A better example is the military "lifer" or long-time street thief. To me, these people should be slowly gaining levels as they go along - a street thief who's been at it for 20 years is highly likely to be more adept at it than someone just starting out and could immediately apply at least some of that learning as an adventurer if so desired. Thus, if a party of PCs wants to recruit a Thief the 6th-level Thief they pick up might have earned all those levels as a street thief and never have done any field adventuring at all.
All of that is the game I play.
 


I never understood that question / argument. It is focused on them because they are the PCs, not because they are special. Just like ‘your camera’ is focused on you without you being special (generic you), it’s just recording what you are doing
I am not a character in a game focused around adventuring. D&D characters aren’t born, they’re created to fill a very specific role. If the adventuring party isn’t inherently “special” in some way and the camera could focus on anyone in the setting, why doesn’t it focus on employed workers, nobles, priests, or beggars?

A PC could have formerly been a laborer, or an acolyte/priest, or an urchin, or the scion of a noble house, but they’re not anymore. Somewhere in their background they must cross the threshold and stop being a “standard background NPC” and become an “interesting main character.”
 

I am not a character in a game focused around adventuring. D&D characters aren’t born, they’re created to fill a very specific role. If the adventuring party isn’t inherently “special” in some way and the camera could focus on anyone in the setting, why doesn’t it focus on employed workers, nobles, priests, or beggars?

A PC could have formerly been a laborer, or an acolyte/priest, or an urchin, or the scion of a noble house, but they’re not anymore. Somewhere in their background they must cross the threshold and stop being a “standard background NPC” and become an “interesting main character.”
That is one valid way to interpret RPGs, but far from the only one.
 

I have a 0th level between commoner and 1st level, to account for all sorts of common-trope NPCs such as typical gate guards who have a bit of training but aren't yet 1st level.

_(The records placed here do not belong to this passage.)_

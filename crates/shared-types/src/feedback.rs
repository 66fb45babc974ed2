use chrono::NaiveDate;
use serde::{Deserialize, Serialize};

/// A feedback record for an employee.
#[derive(Debug, Clone, Serialize, Deserialize, PartialEq)]
#[cfg_attr(feature = "server", derive(sqlx::FromRow))]
pub struct Feedback {
    pub id: i64,
    pub employee_id: i64,
    pub feedback_date: NaiveDate,
    pub sentiment_score: Option<f32>,
    pub comments: Option<String>,
}

/// Result of scoring a comment, shown to the user for confirmation before
/// any feedback record is persisted.
#[derive(Debug, Clone, Serialize, Deserialize, PartialEq)]
pub struct SentimentResult {
    /// Compound score in [-1, 1].
    pub sentiment_score: f32,
    /// "Positive", "Negative", or "Neutral".
    pub sentiment_label: String,
    /// The compound score mapped onto a 1-5 scale.
    pub sentiment_score_1_5: i32,
}

impl SentimentResult {
    /// Thresholds: compound >= 0.05 is Positive, <= -0.05 is Negative.
    pub fn from_compound(compound: f32) -> Self {
        let label = if compound >= 0.05 {
            "Positive"
        } else if compound <= -0.05 {
            "Negative"
        } else {
            "Neutral"
        };
        let scaled = ((compound + 1.0) * 2.0 + 1.0).round() as i32;
        Self {
            sentiment_score: compound,
            sentiment_label: label.to_string(),
            sentiment_score_1_5: scaled.clamp(1, 5),
        }
    }
}

#[cfg(test)]
mod tests {
    use super::*;

    #[test]
    fn positive_at_threshold() {
        let r = SentimentResult::from_compound(0.05);
        assert_eq!(r.sentiment_label, "Positive");
    }

    #[test]
    fn negative_at_threshold() {
        let r = SentimentResult::from_compound(-0.05);
        assert_eq!(r.sentiment_label, "Negative");
    }

    #[test]
    fn neutral_between_thresholds() {
        assert_eq!(SentimentResult::from_compound(0.0).sentiment_label, "Neutral");
        assert_eq!(SentimentResult::from_compound(0.049).sentiment_label, "Neutral");
        assert_eq!(SentimentResult::from_compound(-0.049).sentiment_label, "Neutral");
    }

    #[test]
    fn five_point_scale_clamps_to_bounds() {
        assert_eq!(SentimentResult::from_compound(1.0).sentiment_score_1_5, 5);
        assert_eq!(SentimentResult::from_compound(-1.0).sentiment_score_1_5, 1);
    }

    #[test]
    fn five_point_scale_midpoint() {
        // compound 0.0 -> (0+1)*2+1 = 3
        assert_eq!(SentimentResult::from_compound(0.0).sentiment_score_1_5, 3);
    }
}
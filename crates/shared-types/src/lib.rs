pub mod error;

// HR domain modules
pub mod analytics;
pub mod auth;
pub mod config;
pub mod employee;
pub mod feedback;
pub mod requests;
pub mod role;
pub mod skill;
pub mod training;

pub use error::*;

pub use analytics::*;
pub use auth::*;
pub use config::*;
pub use employee::*;
pub use feedback::*;
pub use requests::*;
pub use role::*;
pub use skill::*;
pub use training::*;
use chrono::NaiveDate;
use serde::{Deserialize, Serialize};

/// Derived training status. Ongoing as long as the end date has not passed —
/// a training ending today still counts as ongoing.
#[derive(Debug, Clone, Copy, Serialize, Deserialize, PartialEq, Eq)]
pub enum TrainingStatus {
    Ongoing,
    Finished,
}

impl TrainingStatus {
    pub fn label(&self) -> &'static str {
        match self {
            TrainingStatus::Ongoing => "Ongoing",
            TrainingStatus::Finished => "Finished",
        }
    }
}

/// A training record as stored in the `training` table.
#[derive(Debug, Clone, Serialize, Deserialize, PartialEq)]
#[cfg_attr(feature = "server", derive(sqlx::FromRow))]
pub struct Training {
    #[serde(rename = "training_id")]
    pub id: i64,
    pub title: String,
    pub category: String,
    pub description: String,
    pub start_date: NaiveDate,
    pub end_date: NaiveDate,
}

impl Training {
    /// Status relative to the given day: Ongoing iff `end_date >= today`.
    pub fn status(&self, today: NaiveDate) -> TrainingStatus {
        if self.end_date >= today {
            TrainingStatus::Ongoing
        } else {
            TrainingStatus::Finished
        }
    }
}

/// A pending training request for an employee, with a 1-5 recommendation level.
#[derive(Debug, Clone, Serialize, Deserialize, PartialEq)]
#[cfg_attr(feature = "server", derive(sqlx::FromRow))]
pub struct TrainingNeed {
    pub id: i64,
    pub employee_id: i64,
    pub recommended_training_id: i64,
    pub recommendation_level: i32,
}

#[cfg(test)]
mod tests {
    use super::*;

    fn training(start: (i32, u32, u32), end: (i32, u32, u32)) -> Training {
        Training {
            id: 1,
            title: "Time Management".to_string(),
            category: "Soft Skills".to_string(),
            description: String::new(),
            start_date: NaiveDate::from_ymd_opt(start.0, start.1, start.2).unwrap(),
            end_date: NaiveDate::from_ymd_opt(end.0, end.1, end.2).unwrap(),
        }
    }

    #[test]
    fn ends_in_future_is_ongoing() {
        let t = training((2026, 1, 1), (2026, 12, 31));
        let today = NaiveDate::from_ymd_opt(2026, 6, 1).unwrap();
        assert_eq!(t.status(today), TrainingStatus::Ongoing);
    }

    #[test]
    fn ends_today_still_ongoing() {
        let t = training((2026, 1, 1), (2026, 6, 1));
        let today = NaiveDate::from_ymd_opt(2026, 6, 1).unwrap();
        assert_eq!(t.status(today), TrainingStatus::Ongoing);
    }

    #[test]
    fn ended_yesterday_is_finished() {
        let t = training((2026, 1, 1), (2026, 5, 31));
        let today = NaiveDate::from_ymd_opt(2026, 6, 1).unwrap();
        assert_eq!(t.status(today), TrainingStatus::Finished);
    }

    #[test]
    fn serializes_id_as_training_id() {
        let t = training((2026, 1, 1), (2026, 2, 1));
        let json = serde_json::to_value(&t).unwrap();
        assert_eq!(json["training_id"], 1);
        assert!(json.get("id").is_none());
    }
}
use dioxus::prelude::*;
use shared_types::FeatureFlags;

mod auth;
mod components;
mod format_helpers;
mod routes;

use auth::AuthState;
use routes::Route;

const THEME_BASE: Asset = asset!("/assets/theme.css");

fn main() {
    #[cfg(feature = "server")]
    dioxus::serve(|| async move {
        server::config::load_feature_flags();
        let flags = server::config::feature_flags();

        if flags.telemetry {
            server::telemetry::init_telemetry();
        }

        let pool = server::db::create_pool();
        server::db::run_migrations(&pool).await;

        let mut router = dioxus::server::router(App);

        if flags.export {
            router = router.merge(server::export::export_router(pool.clone()));
        }

        let router = router
            .layer(axum::middleware::from_fn(
                server::auth::middleware::auth_middleware,
            ))
            .layer(tower_http::request_id::PropagateRequestIdLayer::x_request_id())
            .layer(tower_http::request_id::SetRequestIdLayer::x_request_id(
                tower_http::request_id::MakeRequestUuid,
            ));
        Ok(router)
    });

    #[cfg(not(feature = "server"))]
    dioxus::launch(App);
}

#[component]
fn App() -> Element {
    // Fetch feature flags once and provide via context (defaults all-off on error)
    let flags_resource =
        use_server_future(move || async move { server::api::get_feature_flags().await })?;

    let flags = flags_resource
        .read()
        .as_ref()
        .cloned()
        .unwrap_or(Ok(FeatureFlags::default()))
        .unwrap_or_default();

    use_context_provider(|| flags);
    use_context_provider(AuthState::new);

    rsx! {
        document::Link { rel: "stylesheet", href: THEME_BASE }
        shared_ui::ToastProvider {
            SuspenseBoundary {
                fallback: |_| rsx! {
                    div { class: "auth-guard-loading",
                        p { "Loading..." }
                    }
                },
                Router::<Route> {}
            }
        }
    }
}
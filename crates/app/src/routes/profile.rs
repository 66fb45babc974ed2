use dioxus::prelude::*;
use shared_types::{AppError, Role};
use shared_ui::components::{
    Badge, BadgeVariant, Button, ButtonVariant, Card, CardContent, CardHeader, CardTitle,
    DataTable, DataTableBody, DataTableCell, DataTableColumn, DataTableHeader, DataTableRow,
    DetailItem, DetailList, FormSelect, PageHeader, PageTitle, Skeleton,
};
use shared_ui::{use_toast, ToastOptions};

use crate::auth::{use_auth, use_employee_id, use_role};
use crate::format_helpers::{format_avg, format_date_human, format_score};

/// Role-adaptive profile page: account info plus the sections relevant to
/// the signed-in role.
#[component]
pub fn ProfilePage() -> Element {
    let auth = use_auth();
    let role = use_role();
    let employee_id = use_employee_id();

    let email = auth
        .current_user
        .read()
        .as_ref()
        .map(|u| u.email.clone())
        .unwrap_or_default();

    rsx! {
        div { class: "container",
            PageHeader {
                PageTitle { "Profile" }
            }

            Card {
                CardHeader { CardTitle { "Account" } }
                CardContent {
                    DetailList {
                        DetailItem { label: "Email", value: email }
                        DetailItem { label: "Role",
                            Badge { variant: BadgeVariant::Secondary, "{role.label()}" }
                        }
                    }
                }
            }

            match (role, employee_id) {
                (Role::Trainer, Some(id)) => rsx! { TrainerSection { trainer_id: id } },
                (Role::Manager, Some(id)) => rsx! { ManagerSection { manager_id: id } },
                (Role::Employee, Some(id)) => rsx! { EmployeeSection { employee_id: id } },
                (Role::HrAdmin, _) => rsx! {
                    Card {
                        CardContent {
                            p { class: "empty-state-text",
                                "HR Admin accounts manage the organisation from the Employees, Trainings, Skills, and Analytics pages."
                            }
                        }
                    }
                },
                _ => rsx! {
                    Card {
                        CardContent {
                            p { class: "empty-state-text",
                                "This account is not linked to an employee record yet."
                            }
                        }
                    }
                },
            }
        }
    }
}

/// Trainer view: their trainings and the feedback those trainings received.
#[component]
fn TrainerSection(trainer_id: i64) -> Element {
    let trainings = use_resource(move || async move {
        server::api::trainer_trainings(trainer_id).await.ok()
    });
    let feedback = use_resource(move || async move {
        server::api::trainer_feedback(trainer_id).await.ok()
    });

    rsx! {
        Card {
            CardHeader { CardTitle { "Assigned Trainings" } }
            CardContent {
                match &*trainings.read() {
                    Some(Some(list)) if !list.is_empty() => rsx! {
                        ul {
                            for t in list.iter() {
                                li {
                                    "{t.title} ({t.category}) \u{2014} "
                                    {format_date_human(t.start_date)}
                                    " to "
                                    {format_date_human(t.end_date)}
                                }
                            }
                        }
                    },
                    Some(_) => rsx! {
                        p { class: "empty-state-text", "No trainings assigned to you yet." }
                    },
                    None => rsx! { Skeleton {} },
                }
            }
        }

        Card {
            CardHeader { CardTitle { "Feedback for Your Trainings" } }
            CardContent {
                match &*feedback.read() {
                    Some(Some(list)) if !list.is_empty() => rsx! {
                        ul {
                            for f in list.iter() {
                                {
                                    let comment = f.comments.clone().unwrap_or_default();
                                    rsx! {
                                        li {
                                            {format_date_human(f.feedback_date)}
                                            ": {comment} (Score: "
                                            {format_score(f.sentiment_score)}
                                            ")"
                                        }
                                    }
                                }
                            }
                        }
                    },
                    Some(_) => rsx! {
                        p { class: "empty-state-text", "No feedback available yet." }
                    },
                    None => rsx! { Skeleton {} },
                }
            }
        }
    }
}

/// Manager view: team roster, a quick assignment form, and team analytics.
#[component]
fn ManagerSection(manager_id: i64) -> Element {
    let toast = use_toast();

    let team = use_resource(move || async move {
        server::api::manager_team(manager_id).await.ok()
    });
    let trainings = use_resource(move || async move {
        server::api::list_trainings().await.ok()
    });
    let mut analytics = use_resource(move || async move {
        server::api::manager_team_analytics(manager_id).await.ok()
    });

    let mut assign_employee = use_signal(String::new);
    let mut assign_training = use_signal(String::new);
    let mut in_flight = use_signal(|| false);

    let handle_assign = move |_| {
        if *in_flight.read() {
            return;
        }
        let (Ok(emp), Ok(tr)) = (
            assign_employee.read().parse::<i64>(),
            assign_training.read().parse::<i64>(),
        ) else {
            toast.error(
                "Select an employee and a training.".to_string(),
                ToastOptions::new(),
            );
            return;
        };
        spawn(async move {
            in_flight.set(true);
            match server::api::assign_employee_to_training(emp, tr).await {
                Ok(()) => {
                    assign_employee.set(String::new());
                    assign_training.set(String::new());
                    analytics.restart();
                    toast.success("Training assigned".to_string(), ToastOptions::new());
                }
                Err(e) => toast.error(
                    AppError::friendly_message(&e.to_string()),
                    ToastOptions::new(),
                ),
            }
            in_flight.set(false);
        });
    };

    rsx! {
        Card {
            CardHeader { CardTitle { "Your Team" } }
            CardContent {
                match &*team.read() {
                    Some(Some(list)) if !list.is_empty() => rsx! {
                        div { class: "team-grid",
                            for member in list.iter() {
                                div { class: "team-card",
                                    b { {member.full_name()} }
                                    span { class: "team-card-email", "{member.email}" }
                                    span { class: "team-card-meta", "{member.job_title}" }
                                }
                            }
                        }
                    },
                    Some(_) => rsx! {
                        p { class: "empty-state-text", "No employees assigned to you yet." }
                    },
                    None => rsx! { Skeleton {} },
                }
            }
        }

        Card {
            CardHeader { CardTitle { "Assign Training" } }
            CardContent {
                div { class: "request-training-form",
                    FormSelect {
                        label: "Employee",
                        value: assign_employee.read().clone(),
                        onchange: move |e: Event<FormData>| assign_employee.set(e.value()),
                        option { value: "", "-- Select employee --" }
                        for member in team.read().clone().flatten().unwrap_or_default() {
                            option { value: "{member.id}", {member.full_name()} }
                        }
                    }
                    FormSelect {
                        label: "Training",
                        value: assign_training.read().clone(),
                        onchange: move |e: Event<FormData>| assign_training.set(e.value()),
                        option { value: "", "-- Select training --" }
                        for t in trainings.read().clone().flatten().unwrap_or_default() {
                            option { value: "{t.id}", "{t.title}" }
                        }
                    }
                    Button {
                        variant: ButtonVariant::Primary,
                        disabled: *in_flight.read(),
                        onclick: handle_assign,
                        "Assign"
                    }
                }
            }
        }

        Card {
            CardHeader { CardTitle { "Team Analytics" } }
            CardContent {
                match &*analytics.read() {
                    Some(Some(rows)) if !rows.is_empty() => rsx! {
                        DataTable {
                            DataTableHeader {
                                DataTableColumn { "Name" }
                                DataTableColumn { "Trainings Completed" }
                                DataTableColumn { "Avg. Feedback" }
                            }
                            DataTableBody {
                                for row in rows.iter() {
                                    DataTableRow {
                                        DataTableCell { "{row.first_name} {row.last_name}" }
                                        DataTableCell { "{row.trainings_completed}" }
                                        DataTableCell { {format_avg(row.avg_feedback)} }
                                    }
                                }
                            }
                        }
                    },
                    Some(_) => rsx! {
                        p { class: "empty-state-text", "No analytics available." }
                    },
                    None => rsx! { Skeleton {} },
                }
            }
        }
    }
}

/// Employee view: assigned trainings and suggested skills.
#[component]
fn EmployeeSection(employee_id: i64) -> Element {
    let trainings = use_resource(move || async move {
        server::api::assigned_trainings(employee_id).await.ok()
    });
    let suggestions = use_resource(move || async move {
        server::api::suggested_skills(employee_id).await.ok()
    });

    rsx! {
        Card {
            CardHeader { CardTitle { "Your Trainings" } }
            CardContent {
                match &*trainings.read() {
                    Some(Some(list)) if !list.is_empty() => rsx! {
                        ul {
                            for t in list.iter() {
                                li {
                                    "{t.title} ({t.category}) \u{2014} "
                                    {format_date_human(t.start_date)}
                                    " to "
                                    {format_date_human(t.end_date)}
                                }
                            }
                        }
                    },
                    Some(_) => rsx! {
                        p { class: "empty-state-text", "No trainings assigned to you yet." }
                    },
                    None => rsx! { Skeleton {} },
                }
            }
        }

        Card {
            CardHeader { CardTitle { "Suggested Skills" } }
            CardContent {
                match &*suggestions.read() {
                    Some(Some(list)) if !list.is_empty() => rsx! {
                        ul {
                            for s in list.iter() {
                                li { "{s.skill_name} \u{2014} score {s.score:.0}" }
                            }
                        }
                    },
                    Some(_) => rsx! {
                        p { class: "empty-state-text", "No suggestions yet." }
                    },
                    None => rsx! { Skeleton {} },
                }
            }
        }
    }
}
use dioxus::prelude::*;

/// Single-line text input with an optional label.
#[component]
pub fn Input(
    #[props(default)] value: String,
    #[props(default)] on_input: EventHandler<FormEvent>,
    #[props(default)] placeholder: String,
    #[props(default)] label: String,
    #[props(default = "text".to_string())] input_type: String,
    #[props(default = false)] disabled: bool,
    #[props(extends = GlobalAttributes)] attributes: Vec<Attribute>,
) -> Element {
    let base = vec![Attribute::new("class", "input", None, false)];
    let merged = dioxus_primitives::merge_attributes(vec![base, attributes]);

    rsx! {
        document::Link { rel: "stylesheet", href: asset!("./style.css") }
        div { class: "input-wrapper",
            if !label.is_empty() {
                label { class: "input-label", "{label}" }
            }
            input {
                r#type: "{input_type}",
                value: value,
                placeholder: placeholder,
                disabled: disabled,
                oninput: move |evt| on_input.call(evt),
                ..merged,
            }
        }
    }
}
use serde::{Deserialize, Serialize};
use std::collections::HashMap;
use std::fmt;

/// Categorization of application errors.
#[derive(Debug, Clone, Serialize, Deserialize, PartialEq)]
pub enum AppErrorKind {
    NotFound,
    BadRequest,
    ValidationError,
    Conflict,
    DatabaseError,
    Unauthorized,
    Forbidden,
    InternalError,
}

impl fmt::Display for AppErrorKind {
    fn fmt(&self, f: &mut fmt::Formatter<'_>) -> fmt::Result {
        match self {
            AppErrorKind::NotFound => write!(f, "NotFound"),
            AppErrorKind::BadRequest => write!(f, "BadRequest"),
            AppErrorKind::ValidationError => write!(f, "ValidationError"),
            AppErrorKind::Conflict => write!(f, "Conflict"),
            AppErrorKind::DatabaseError => write!(f, "DatabaseError"),
            AppErrorKind::Unauthorized => write!(f, "Unauthorized"),
            AppErrorKind::Forbidden => write!(f, "Forbidden"),
            AppErrorKind::InternalError => write!(f, "InternalError"),
        }
    }
}

/// Structured application error used across server and client.
#[derive(Debug, Clone, Serialize, Deserialize, PartialEq)]
pub struct AppError {
    pub kind: AppErrorKind,
    pub message: String,
    #[serde(default, skip_serializing_if = "HashMap::is_empty")]
    pub field_errors: HashMap<String, String>,
}

impl AppError {
    pub fn not_found(message: impl Into<String>) -> Self {
        Self {
            kind: AppErrorKind::NotFound,
            message: message.into(),
            field_errors: HashMap::new(),
        }
    }

    pub fn bad_request(message: impl Into<String>) -> Self {
        Self {
            kind: AppErrorKind::BadRequest,
            message: message.into(),
            field_errors: HashMap::new(),
        }
    }

    pub fn validation(message: impl Into<String>, field_errors: HashMap<String, String>) -> Self {
        Self {
            kind: AppErrorKind::ValidationError,
            message: message.into(),
            field_errors,
        }
    }

    pub fn conflict(message: impl Into<String>) -> Self {
        Self {
            kind: AppErrorKind::Conflict,
            message: message.into(),
            field_errors: HashMap::new(),
        }
    }

    pub fn database(message: impl Into<String>) -> Self {
        Self {
            kind: AppErrorKind::DatabaseError,
            message: message.into(),
            field_errors: HashMap::new(),
        }
    }

    pub fn unauthorized(message: impl Into<String>) -> Self {
        Self {
            kind: AppErrorKind::Unauthorized,
            message: message.into(),
            field_errors: HashMap::new(),
        }
    }

    pub fn forbidden(message: impl Into<String>) -> Self {
        Self {
            kind: AppErrorKind::Forbidden,
            message: message.into(),
            field_errors: HashMap::new(),
        }
    }

    pub fn internal(message: impl Into<String>) -> Self {
        Self {
            kind: AppErrorKind::InternalError,
            message: message.into(),
            field_errors: HashMap::new(),
        }
    }

    /// Parse an AppError from a ServerFnError message string (client-side).
    ///
    /// `ServerFnError::to_string()` wraps the payload like:
    ///   `error running server function: {"kind":"Unauthorized",...} (details: None)`
    /// This method extracts the embedded JSON and parses it.
    pub fn from_server_error(error_message: &str) -> Option<Self> {
        // Try direct parse first (in case the string is raw JSON)
        if let Ok(err) = serde_json::from_str::<Self>(error_message) {
            return Some(err);
        }
        // Extract the JSON object embedded between the first `{` and last `}`
        let start = error_message.find('{')?;
        let end = error_message.rfind('}')?;
        if end > start {
            serde_json::from_str(&error_message[start..=end]).ok()
        } else {
            None
        }
    }

    /// Extract per-field validation errors from a `ServerFnError.to_string()`.
    pub fn parse_field_errors(error_string: &str) -> HashMap<String, String> {
        Self::from_server_error(error_string)
            .map(|e| e.field_errors)
            .unwrap_or_default()
    }

    /// Extract a user-friendly error message from a `ServerFnError.to_string()`.
    ///
    /// Parses the embedded `AppError` JSON and returns its `message` field.
    /// Falls back to a generic message if parsing fails.
    pub fn friendly_message(error_string: &str) -> String {
        if let Some(app_error) = Self::from_server_error(error_string) {
            app_error.message
        } else {
            "Something went wrong. Please try again.".to_string()
        }
    }

    #[cfg_attr(not(feature = "server"), allow(dead_code))]
    fn status_code_u16(&self) -> u16 {
        match self.kind {
            AppErrorKind::NotFound => 404,
            AppErrorKind::BadRequest => 400,
            AppErrorKind::ValidationError => 422,
            AppErrorKind::Conflict => 409,
            AppErrorKind::DatabaseError => 500,
            AppErrorKind::Unauthorized => 401,
            AppErrorKind::Forbidden => 403,
            AppErrorKind::InternalError => 500,
        }
    }
}

impl fmt::Display for AppError {
    fn fmt(&self, f: &mut fmt::Formatter<'_>) -> fmt::Result {
        write!(f, "{}: {}", self.kind, self.message)
    }
}

impl std::error::Error for AppError {}

#[cfg(feature = "validation")]
impl From<validator::ValidationErrors> for AppError {
    fn from(errors: validator::ValidationErrors) -> Self {
        let mut field_errors = HashMap::new();
        for (field, errs) in errors.field_errors() {
            if let Some(first) = errs.first() {
                let msg = first
                    .message
                    .as_ref()
                    .map(|m| m.to_string())
                    .unwrap_or_else(|| format!("Invalid value for {}", field));
                field_errors.insert(field.to_string(), msg);
            }
        }
        AppError::validation("Validation failed", field_errors)
    }
}

#[cfg(feature = "server")]
impl axum::response::IntoResponse for AppError {
    fn into_response(self) -> axum::response::Response {
        let status = axum::http::StatusCode::from_u16(self.status_code_u16())
            .unwrap_or(axum::http::StatusCode::INTERNAL_SERVER_ERROR);
        (status, axum::Json(self)).into_response()
    }
}

#[cfg(test)]
mod tests {
    use super::*;

    #[test]
    fn from_server_error_parses_raw_json() {
        let json = r#"{"kind":"Forbidden","message":"HR admin role required"}"#;
        let err = AppError::from_server_error(json).unwrap();
        assert_eq!(err.kind, AppErrorKind::Forbidden);
        assert_eq!(err.message, "HR admin role required");
    }

    #[test]
    fn from_server_error_parses_wrapped_json() {
        let wrapped = r#"error running server function: {"kind":"NotFound","message":"Employee not found"} (details: None)"#;
        let err = AppError::from_server_error(wrapped).unwrap();
        assert_eq!(err.kind, AppErrorKind::NotFound);
        assert_eq!(err.message, "Employee not found");
    }

    #[test]
    fn from_server_error_returns_none_for_garbage() {
        assert!(AppError::from_server_error("not json at all").is_none());
        assert!(AppError::from_server_error("").is_none());
    }

    #[test]
    fn friendly_message_extracts_message_field() {
        let json = r#"{"kind":"Unauthorized","message":"Invalid email or password"}"#;
        assert_eq!(
            AppError::friendly_message(json),
            "Invalid email or password"
        );
    }

    #[test]
    fn friendly_message_fallback_for_unparseable() {
        assert_eq!(
            AppError::friendly_message("garbage input"),
            "Something went wrong. Please try again."
        );
    }

    #[test]
    fn validation_error_includes_field_errors() {
        let mut fields = HashMap::new();
        fields.insert("email".to_string(), "invalid format".to_string());
        let err = AppError::validation("Validation failed", fields);
        assert_eq!(err.kind, AppErrorKind::ValidationError);
        assert_eq!(err.field_errors.get("email").unwrap(), "invalid format");
    }

    #[test]
    fn status_code_mapping() {
        assert_eq!(AppError::not_found("").status_code_u16(), 404);
        assert_eq!(
            AppError::validation("", HashMap::new()).status_code_u16(),
            422
        );
        assert_eq!(AppError::bad_request("").status_code_u16(), 400);
        assert_eq!(AppError::unauthorized("").status_code_u16(), 401);
        assert_eq!(AppError::forbidden("").status_code_u16(), 403);
        assert_eq!(AppError::internal("").status_code_u16(), 500);
    }

    #[test]
    fn error_roundtrip_through_json() {
        let mut fields = HashMap::new();
        fields.insert("first_name".to_string(), "required".to_string());
        let err = AppError::validation("Validation failed", fields);
        let json = serde_json::to_string(&err).unwrap();
        let parsed: AppError = serde_json::from_str(&json).unwrap();
        assert_eq!(err, parsed);
    }
}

Which in my view explains why you're not starting as a commoner or 0th level. But up to now all you've done is training or study, no field work.

So if I want to play a Paladin to Thor I have to first check to see there's no other Thor Paladins out there and kill them if there are?

Yikes. :)

I would assume your DM would have you just be THE Paladin of Thor. The Current Slayer.
 

But why are the players controlling them? Why are adventurers/heroes the ones that are focused on? Why is the game adventurers going into dungeons to kill monsters and take their stuff? Why aren’t the PCs playing farmers, or blacksmiths, or reigning monarchs? Why is it considered bad form in the hobby to make a character that doesn’t want to adventure and resists every quest?

The characters in the party can’t just be anyone. They specifically need a reason for adventuring. If the camera was focused on just any random person in the D&D world, it wouldn’t work as a D&D game.

Because its an Elf Game, that has roots in going out there to the wilderness, killing what is there, and taking the stuff you find.